天狗党は加賀藩に投降したあと、幕府軍に引き渡され、敦賀で田沼玄蕃頭に裁かれ、処刑された。
水戸では諸生党頭目の市川三左衛門によって、天狗党の家族が殺された。
そのすさまじい殺戮劇は読んでいただくしかない。
水戸藩の悲劇
しかし、これで終わったのなら、天狗党始末記はここまで悲惨さ、不毛さを語り継がれなかったかもしれない。
生き残った天狗党の中に、武田金次郎という17歳の少年がいた。
武田耕雲斎の長兄の子供。この物語の話者、武田耕雲斎の四男・武田源五郎(15歳)の年上の甥にあたる。
幕府が維新政府軍に破れるにしたがい、この金次郎が水戸に戻って、諸生党およびその家族に復讐を遂げていく。
天狗党とその家族が被った悲劇を、諸生党とその家族にそのまま再現させたのである。
思想面では明治維新の原動力を生み出したともいえる水戸藩は、この不毛な内戦のために、現実面ではなんら積極的な影響を及ぼすことなく、また維新政府の顕官を出すこともなく終わった。
藩内の内戦で人材を消滅させてしまったのである。
女の視点
山田風太郎であるから、これだけでは終わらない。
天狗党は、西上の行路で水戸・幕府軍に攻め込まれないよう人質を確保していた。
「幕府軍の総督・田沼玄蕃頭の妾、おゆん」と「諸生党の頭目・市川三左衛門の娘、17歳のお登世(とよ)」の二人の女である。

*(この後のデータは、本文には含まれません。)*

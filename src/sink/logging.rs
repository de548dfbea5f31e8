use anyhow::Result;
use chrono::{TimeZone, Utc};
use tracing::info;

use crate::event::TaskAttemptEvent;

use super::Sink;

/// Passthrough sink that logs each event and discards it.
///
/// Keeps no state; useful as a diagnostic endpoint or as a placeholder
/// while a real downstream is not yet wired up.
#[derive(Debug, Default)]
pub struct LoggingSink;

impl LoggingSink {
    /// Creates a new logging sink.
    pub fn new() -> Self {
        Self
    }
}

impl Sink for LoggingSink {
    fn name(&self) -> &str {
        "logging"
    }

    fn on_install(&mut self) -> Result<()> {
        info!("logging sink installed, nothing to initialize");
        Ok(())
    }

    fn on_uninstall(&mut self) -> Result<()> {
        info!("logging sink uninstalled, nothing to release");
        Ok(())
    }

    fn handle_event(&mut self, event: &TaskAttemptEvent) {
        info!(
            job_id = event.job_id.as_deref().unwrap_or_default(),
            task_type = event.task_type.as_deref().unwrap_or_default(),
            status = event.task_status.as_str(),
            completed = %format_end_time(event.end_time_ms),
            "received task attempt",
        );
    }

    async fn flush(&mut self) -> Result<()> {
        Ok(())
    }
}

/// Formats a millisecond timestamp for the log line, falling back to the
/// raw value when it does not map to a valid instant.
fn format_end_time(ts_ms: i64) -> String {
    match Utc.timestamp_millis_opt(ts_ms).single() {
        Some(dt) => dt.format("%Y-%m-%d %H:%M:%S%.3f").to_string(),
        None => ts_ms.to_string(),
    }
}

#[cfg(test)]
mod tests {
    use super::*;
    use crate::event::TaskStatus;

    #[test]
    fn test_format_end_time() {
        assert_eq!(format_end_time(0), "1970-01-01 00:00:00.000");
        assert_eq!(format_end_time(36_015_500), "1970-01-01 10:00:15.500");
    }

    #[tokio::test]
    async fn test_lifecycle_and_events_never_fail() {
        let mut sink = LoggingSink::new();
        sink.on_install().unwrap();

        sink.handle_event(&TaskAttemptEvent {
            site: None,
            norm_job_name: None,
            rack: None,
            hostname: None,
            job_id: Some("job_1".to_string()),
            task_type: Some("MAP".to_string()),
            task_status: TaskStatus::Killed,
            end_time_ms: 1_700_000_000_000,
        });

        sink.flush().await.unwrap();
        sink.on_uninstall().unwrap();
    }
}
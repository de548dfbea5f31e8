use std::sync::Arc;

use anyhow::{Context, Result};
use tokio_util::sync::CancellationToken;
use tracing::{error, info, warn};

use crate::config::Config;
use crate::health::HealthMetrics;
use crate::sink::counter::TaskAttemptCounterSink;
use crate::sink::logging::LoggingSink;
use crate::sink::SinkKind;
use crate::source::{RecordError, RecordSource};

/// Agent wires the record source to the configured sinks and drives the
/// flush schedule.
///
/// The run loop is the single producer context the sinks rely on: events
/// are handled serially and flushes only happen between events, so no
/// record can land in a bucket mid-flush.
pub struct Agent {
    cfg: Config,
    health: Arc<HealthMetrics>,
    sinks: Vec<SinkKind>,
    cancel: CancellationToken,
}

impl Agent {
    /// Creates a new agent, initializing health metrics and sinks.
    pub fn new(cfg: Config) -> Result<Self> {
        let health =
            Arc::new(HealthMetrics::new(&cfg.health.addr).context("creating health metrics")?);

        let mut sinks = Vec::with_capacity(2);
        if cfg.sinks.counter.enabled {
            sinks.push(SinkKind::Counter(TaskAttemptCounterSink::new(
                cfg.sinks.counter.clone(),
                cfg.service.clone(),
                Some(Arc::clone(&health)),
            )));
        }
        if cfg.sinks.logging.enabled {
            sinks.push(SinkKind::Logging(LoggingSink::new()));
        }

        Ok(Self {
            cfg,
            health,
            sinks,
            cancel: CancellationToken::new(),
        })
    }

    /// Token observed by the run loop; cancel it to stop the agent.
    pub fn cancel_token(&self) -> CancellationToken {
        self.cancel.clone()
    }

    /// Runs the agent until the source is exhausted or the token fires.
    ///
    /// Always attempts the final flush and sink uninstall before returning;
    /// a final-flush failure is reported after uninstall completes.
    pub async fn run(&mut self) -> Result<()> {
        self.health
            .start()
            .await
            .context("starting health metrics server")?;

        for sink in &mut self.sinks {
            sink.on_install()
                .with_context(|| format!("installing sink {}", sink.name()))?;
            info!(sink = sink.name(), "sink installed");
        }

        let mut source = RecordSource::open(&self.cfg.source.path)
            .await
            .context("opening record source")?;

        let cancel = self.cancel.clone();
        let mut ticker = tokio::time::interval(self.cfg.sinks.counter.flush_interval);
        ticker.set_missed_tick_behavior(tokio::time::MissedTickBehavior::Skip);
        // Consume the immediate first tick so the first flush waits a full
        // interval.
        ticker.tick().await;

        loop {
            tokio::select! {
                _ = cancel.cancelled() => {
                    info!("agent cancelled, draining");
                    break;
                }

                _ = ticker.tick() => {
                    // A failed periodic flush leaves the aggregation state in
                    // place; the next tick retries it (at-least-once).
                    for sink in &mut self.sinks {
                        if let Err(e) = sink.flush().await {
                            error!(sink = sink.name(), error = %e, "periodic flush failed");
                        }
                    }
                }

                next = source.next() => match next {
                    Some(Ok(event)) => {
                        self.health.events_received.inc();
                        for sink in &mut self.sinks {
                            sink.handle_event(&event);
                        }
                    }
                    Some(Err(RecordError::Malformed(e))) => {
                        self.health.events_dropped.inc();
                        warn!(error = %e, "dropping malformed record");
                    }
                    Some(Err(RecordError::Io(e))) => {
                        return Err(e).context("reading record source");
                    }
                    None => {
                        info!("record source exhausted");
                        break;
                    }
                },
            }
        }

        // Final flush; keep going on failure so every sink gets uninstalled.
        let mut flush_err = None;
        for sink in &mut self.sinks {
            if let Err(e) = sink.flush().await {
                error!(sink = sink.name(), error = %e, "final flush failed");
                flush_err.get_or_insert(e);
            }
        }

        for sink in &mut self.sinks {
            if let Err(e) = sink.on_uninstall() {
                warn!(sink = sink.name(), error = %e, "sink uninstall failed");
            }
        }

        self.health.stop().await?;

        match flush_err {
            Some(e) => Err(e.context("final flush")),
            None => Ok(()),
        }
    }
}

#[cfg(test)]
mod tests {
    use super::*;

    fn logging_only_config(path: &str) -> Config {
        let mut cfg = Config::default();
        cfg.source.path = path.to_string();
        cfg.sinks.counter.enabled = false;
        cfg.sinks.logging.enabled = true;
        cfg.health.addr = "127.0.0.1:0".to_string();
        cfg
    }

    #[tokio::test]
    async fn test_run_to_end_of_stream() {
        use std::io::Write;

        let mut file = tempfile::NamedTempFile::new().unwrap();
        writeln!(
            file,
            r#"{{"job_id":"job_1","task_status":"FAILED","end_time_ms":36015000}}"#
        )
        .unwrap();
        writeln!(file, "not json at all").unwrap();
        file.flush().unwrap();

        let cfg = logging_only_config(file.path().to_str().unwrap());
        let mut agent = Agent::new(cfg).unwrap();
        agent.run().await.unwrap();

        assert_eq!(agent.health.events_received.get() as u64, 1);
        assert_eq!(agent.health.events_dropped.get() as u64, 1);
    }

    #[tokio::test]
    async fn test_cancel_stops_run() {
        let cfg = logging_only_config("-");
        let mut agent = Agent::new(cfg).unwrap();
        let cancel = agent.cancel_token();

        let run = tokio::spawn(async move { agent.run().await });
        cancel.cancel();
        run.await.unwrap().unwrap();
    }
}
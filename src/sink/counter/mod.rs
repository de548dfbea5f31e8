pub mod aggregate;
pub mod flush;
pub mod key;
pub mod service;

use std::sync::Arc;
use std::time::Instant;

use anyhow::{Context, Result};
use tracing::{info, warn};

use crate::config::{CounterSinkConfig, ServiceConfig};
use crate::event::TaskAttemptEvent;
use crate::health::HealthMetrics;
use crate::sink::Sink;

use self::aggregate::Aggregator;
use self::flush::submit_all;
use self::service::{EntityService, HttpEntityService};

/// Sink that aggregates task attempts into per-minute counters and flushes
/// them to the entity storage service in bounded batches.
///
/// Delivery is at-least-once: a failed flush leaves the aggregation map
/// intact, so the next flush resubmits every bucket including any batches
/// that already landed before the failure. Duplicate suppression is the
/// store's concern.
pub struct TaskAttemptCounterSink {
    cfg: CounterSinkConfig,
    service_cfg: ServiceConfig,
    aggregator: Aggregator,
    health: Option<Arc<HealthMetrics>>,
}

impl TaskAttemptCounterSink {
    /// Creates a new counter sink.
    pub fn new(
        cfg: CounterSinkConfig,
        service_cfg: ServiceConfig,
        health: Option<Arc<HealthMetrics>>,
    ) -> Self {
        Self {
            cfg,
            service_cfg,
            aggregator: Aggregator::new(),
            health,
        }
    }

    /// Read access to the accumulated buckets.
    pub fn aggregator(&self) -> &Aggregator {
        &self.aggregator
    }

    /// Drains all accumulated buckets into the given service.
    ///
    /// Clears the aggregation map only after every batch submission
    /// succeeded; on failure the map is untouched and the error propagates.
    pub async fn flush_to<S: EntityService>(&mut self, service: &S) -> Result<()> {
        info!(
            buckets = self.aggregator.len(),
            "start flushing task attempt counters",
        );

        let stats = submit_all(&self.aggregator, service, self.cfg.batch_size).await?;
        self.aggregator.clear();

        if let Some(health) = &self.health {
            health.buckets_tracked.set(0.0);
        }

        info!(
            rows = stats.rows,
            batches = stats.batches,
            "end flushing task attempt counters",
        );

        Ok(())
    }
}

impl Sink for TaskAttemptCounterSink {
    fn name(&self) -> &str {
        "task_attempt_counter"
    }

    fn on_install(&mut self) -> Result<()> {
        info!(
            batch_size = self.cfg.batch_size,
            flush_interval = ?self.cfg.flush_interval,
            "task attempt counter sink installed",
        );
        Ok(())
    }

    fn on_uninstall(&mut self) -> Result<()> {
        info!("task attempt counter sink uninstalled");
        Ok(())
    }

    fn handle_event(&mut self, event: &TaskAttemptEvent) {
        self.aggregator.record(event);

        if let Some(health) = &self.health {
            health.buckets_tracked.set(self.aggregator.len() as f64);
        }
    }

    /// Acquires a service client, submits all buckets, and releases the
    /// client on every exit path. A close failure after a successful submit
    /// propagates; a close failure after a submit failure is logged so it
    /// never masks the transmission error.
    async fn flush(&mut self) -> Result<()> {
        let started = Instant::now();

        let service = HttpEntityService::connect(&self.service_cfg, self.health.clone())
            .context("connecting to entity service")?;

        let submitted = self.flush_to(&service).await;
        let closed = service.close().await;

        if let Some(health) = &self.health {
            health.flush_duration.observe(started.elapsed().as_secs_f64());
            if submitted.is_err() {
                health.flush_errors.inc();
            } else {
                health.flushes_total.inc();
            }
        }

        match submitted {
            Ok(()) => closed.context("closing entity service client"),
            Err(e) => {
                if let Err(close_err) = closed {
                    warn!(error = %close_err, "entity service close failed after flush error");
                }
                Err(e)
            }
        }
    }
}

武田金次郎と武田源五郎が敦賀で処刑されなかったのも、彼女たちの必死の助命が功を奏したからだ。
敦賀で田沼玄蕃頭が天狗党を裁こうとしたとき、おゆんがしゃしゃりでてくる。
田沼玄蕃頭も天狗党も鎮まる。
おゆんは、女の目から見た風景を語り出す。
それによって、今までの天狗党をめぐる一連のできごとが、まったく違う情景となって読者の眼前にあらわれてくる。
この物語のクライマックスといえる場面かもしれない。
お登世と金次郎
もう一人の人質、諸生党の頭目、市川三左衛門の娘・お登世は、どういう運命をたどったのか。
天狗党上洛の過酷な旅路の過程で、お登世と武田金次郎は同い年ということもあり、微妙な関係をかもし出す。
武田金次郎は、お登世らの懸命の助命によって処刑を免れたにもかかわらず、水戸に戻って狂気のような復讐に走る。
復讐劇の最終目的は、お登世の父・市川三左衛門の処刑だ。
市川三左衛門を処刑したあと、武田金次郎の狂気も枯れ果てたのか、市川の家族には手をつけなかった。
この物語の話者・武田源五郎は、その後の二人の行方を知らないと語る。
それから20年余ののち、福井で裁判官をやっていた源五郎はある事件を担当する。
その事件とは?
山田風太郎の小説は、抱腹絶倒の忍法ものでさえ、読後、寂寥感を感じさせることが多い。
裁判官武田源五郎の語る事件で終わる「魔群の通過」も、茫漠とした寂寥感で幕を閉じる。
ぜひ、幕末のこの特異な事件を山田風太郎の筆で味わってほしい。